==== INPUT ====

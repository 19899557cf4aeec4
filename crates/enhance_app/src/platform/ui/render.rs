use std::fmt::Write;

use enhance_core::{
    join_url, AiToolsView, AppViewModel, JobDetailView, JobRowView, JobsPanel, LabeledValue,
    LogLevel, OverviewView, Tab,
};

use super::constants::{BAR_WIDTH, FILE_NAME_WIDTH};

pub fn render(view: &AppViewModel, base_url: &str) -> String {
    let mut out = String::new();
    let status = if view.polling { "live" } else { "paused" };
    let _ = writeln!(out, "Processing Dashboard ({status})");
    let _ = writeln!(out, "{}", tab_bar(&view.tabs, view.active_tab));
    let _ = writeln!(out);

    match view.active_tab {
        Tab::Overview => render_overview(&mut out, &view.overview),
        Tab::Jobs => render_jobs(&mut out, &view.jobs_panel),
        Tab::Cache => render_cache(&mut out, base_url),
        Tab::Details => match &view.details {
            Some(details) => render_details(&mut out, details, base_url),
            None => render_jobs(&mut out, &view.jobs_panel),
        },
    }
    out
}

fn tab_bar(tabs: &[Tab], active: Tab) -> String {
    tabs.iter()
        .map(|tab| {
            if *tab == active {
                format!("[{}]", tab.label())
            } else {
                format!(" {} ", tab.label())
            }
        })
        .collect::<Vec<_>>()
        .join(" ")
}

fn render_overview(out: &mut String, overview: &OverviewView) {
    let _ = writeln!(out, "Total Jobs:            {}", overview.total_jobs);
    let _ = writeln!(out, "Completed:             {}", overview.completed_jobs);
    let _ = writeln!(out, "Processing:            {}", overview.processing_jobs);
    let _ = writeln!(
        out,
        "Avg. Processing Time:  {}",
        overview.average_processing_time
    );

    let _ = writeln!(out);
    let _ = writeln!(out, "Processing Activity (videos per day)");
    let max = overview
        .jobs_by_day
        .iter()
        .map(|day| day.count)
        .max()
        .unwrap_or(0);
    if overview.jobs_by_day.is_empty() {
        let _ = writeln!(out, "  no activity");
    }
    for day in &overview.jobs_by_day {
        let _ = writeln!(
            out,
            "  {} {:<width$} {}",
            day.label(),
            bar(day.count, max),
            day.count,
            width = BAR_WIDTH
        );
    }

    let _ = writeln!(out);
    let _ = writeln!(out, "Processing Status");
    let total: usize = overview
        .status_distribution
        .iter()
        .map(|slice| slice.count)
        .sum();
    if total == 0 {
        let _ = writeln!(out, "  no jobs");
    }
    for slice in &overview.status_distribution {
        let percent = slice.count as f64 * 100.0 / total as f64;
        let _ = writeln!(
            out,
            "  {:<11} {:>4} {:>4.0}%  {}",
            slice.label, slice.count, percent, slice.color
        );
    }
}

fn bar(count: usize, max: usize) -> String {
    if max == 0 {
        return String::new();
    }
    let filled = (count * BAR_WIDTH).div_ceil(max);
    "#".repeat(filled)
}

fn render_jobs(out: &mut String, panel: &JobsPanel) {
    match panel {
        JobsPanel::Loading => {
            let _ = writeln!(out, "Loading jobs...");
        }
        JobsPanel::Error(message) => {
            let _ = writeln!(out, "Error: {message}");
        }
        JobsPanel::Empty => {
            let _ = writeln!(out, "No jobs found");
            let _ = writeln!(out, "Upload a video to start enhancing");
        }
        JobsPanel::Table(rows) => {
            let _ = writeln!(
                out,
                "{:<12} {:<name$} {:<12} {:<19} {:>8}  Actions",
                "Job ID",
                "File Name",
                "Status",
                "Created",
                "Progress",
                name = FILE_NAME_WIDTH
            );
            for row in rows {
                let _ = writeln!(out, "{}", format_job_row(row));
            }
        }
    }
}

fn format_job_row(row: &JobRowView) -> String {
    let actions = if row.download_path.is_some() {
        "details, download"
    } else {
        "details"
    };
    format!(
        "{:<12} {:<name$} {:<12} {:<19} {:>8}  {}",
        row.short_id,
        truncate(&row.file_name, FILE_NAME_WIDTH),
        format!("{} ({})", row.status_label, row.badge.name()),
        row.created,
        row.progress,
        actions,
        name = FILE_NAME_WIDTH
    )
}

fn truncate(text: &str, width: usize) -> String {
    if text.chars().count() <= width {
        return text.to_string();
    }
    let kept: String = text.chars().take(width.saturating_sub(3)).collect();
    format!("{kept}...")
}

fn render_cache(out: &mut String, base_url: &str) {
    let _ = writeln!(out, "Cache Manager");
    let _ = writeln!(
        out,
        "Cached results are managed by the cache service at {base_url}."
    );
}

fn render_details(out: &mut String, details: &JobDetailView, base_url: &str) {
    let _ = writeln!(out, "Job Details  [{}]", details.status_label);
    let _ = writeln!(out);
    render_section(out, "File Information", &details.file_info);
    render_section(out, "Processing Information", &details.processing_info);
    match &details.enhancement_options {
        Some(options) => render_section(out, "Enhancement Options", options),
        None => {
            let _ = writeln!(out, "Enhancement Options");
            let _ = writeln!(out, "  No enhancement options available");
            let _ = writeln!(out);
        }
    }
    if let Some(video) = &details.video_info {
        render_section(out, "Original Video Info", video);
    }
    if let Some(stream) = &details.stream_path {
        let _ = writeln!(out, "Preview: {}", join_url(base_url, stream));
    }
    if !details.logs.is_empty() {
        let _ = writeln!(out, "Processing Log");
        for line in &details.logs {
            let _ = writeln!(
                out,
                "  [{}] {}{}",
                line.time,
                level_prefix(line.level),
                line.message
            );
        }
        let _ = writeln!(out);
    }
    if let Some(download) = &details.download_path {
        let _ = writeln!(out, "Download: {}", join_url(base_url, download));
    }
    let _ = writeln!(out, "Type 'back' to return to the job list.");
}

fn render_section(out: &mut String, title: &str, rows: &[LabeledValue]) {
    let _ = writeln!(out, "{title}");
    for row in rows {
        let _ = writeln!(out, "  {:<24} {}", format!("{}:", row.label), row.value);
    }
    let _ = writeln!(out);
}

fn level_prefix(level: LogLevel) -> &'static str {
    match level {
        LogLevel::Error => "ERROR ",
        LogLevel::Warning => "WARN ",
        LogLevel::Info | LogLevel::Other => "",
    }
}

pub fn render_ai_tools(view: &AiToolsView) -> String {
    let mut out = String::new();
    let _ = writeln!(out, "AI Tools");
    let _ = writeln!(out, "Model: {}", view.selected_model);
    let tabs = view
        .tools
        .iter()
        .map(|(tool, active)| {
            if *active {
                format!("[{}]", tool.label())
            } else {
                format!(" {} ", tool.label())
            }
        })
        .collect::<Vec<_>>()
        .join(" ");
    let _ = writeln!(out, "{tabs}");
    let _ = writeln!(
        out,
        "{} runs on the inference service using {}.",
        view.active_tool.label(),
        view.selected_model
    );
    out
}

====
==== INPUT ====

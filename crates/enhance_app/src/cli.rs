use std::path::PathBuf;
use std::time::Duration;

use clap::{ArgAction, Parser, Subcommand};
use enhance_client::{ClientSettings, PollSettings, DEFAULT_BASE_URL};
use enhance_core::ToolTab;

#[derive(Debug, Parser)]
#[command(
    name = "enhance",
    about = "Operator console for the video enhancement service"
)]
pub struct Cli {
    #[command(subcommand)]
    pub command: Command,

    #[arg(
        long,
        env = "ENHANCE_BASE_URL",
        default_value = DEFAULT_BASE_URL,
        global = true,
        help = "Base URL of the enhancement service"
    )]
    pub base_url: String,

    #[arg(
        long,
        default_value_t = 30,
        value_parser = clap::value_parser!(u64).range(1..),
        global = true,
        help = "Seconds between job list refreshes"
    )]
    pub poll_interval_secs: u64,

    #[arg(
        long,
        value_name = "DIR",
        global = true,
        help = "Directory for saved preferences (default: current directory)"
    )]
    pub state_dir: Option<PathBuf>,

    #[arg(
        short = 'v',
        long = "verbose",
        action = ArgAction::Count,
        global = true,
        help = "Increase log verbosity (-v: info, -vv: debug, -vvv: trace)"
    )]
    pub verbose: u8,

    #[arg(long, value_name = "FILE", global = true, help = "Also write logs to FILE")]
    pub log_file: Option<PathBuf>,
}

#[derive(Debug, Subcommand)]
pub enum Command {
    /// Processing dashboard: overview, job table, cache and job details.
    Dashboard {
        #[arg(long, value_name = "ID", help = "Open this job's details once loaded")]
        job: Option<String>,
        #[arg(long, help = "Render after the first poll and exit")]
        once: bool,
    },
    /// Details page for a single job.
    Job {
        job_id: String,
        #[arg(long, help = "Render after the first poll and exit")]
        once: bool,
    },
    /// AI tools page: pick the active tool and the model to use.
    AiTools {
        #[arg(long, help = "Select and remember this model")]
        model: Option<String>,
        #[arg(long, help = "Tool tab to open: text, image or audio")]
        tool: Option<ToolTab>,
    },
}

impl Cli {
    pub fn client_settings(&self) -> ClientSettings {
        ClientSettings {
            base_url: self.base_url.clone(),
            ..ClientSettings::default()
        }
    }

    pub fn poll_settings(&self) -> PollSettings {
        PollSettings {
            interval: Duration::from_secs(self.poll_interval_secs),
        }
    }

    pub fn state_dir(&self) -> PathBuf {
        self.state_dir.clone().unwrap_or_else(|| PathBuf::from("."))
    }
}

====

WHAT THE TASK ASKS: Copy all lines from the material above that hold the word "usize".

ANSWER AREA:
    let total: usize = overview
fn bar(count: usize, max: usize) -> String {
fn truncate(text: &str, width: usize) -> String {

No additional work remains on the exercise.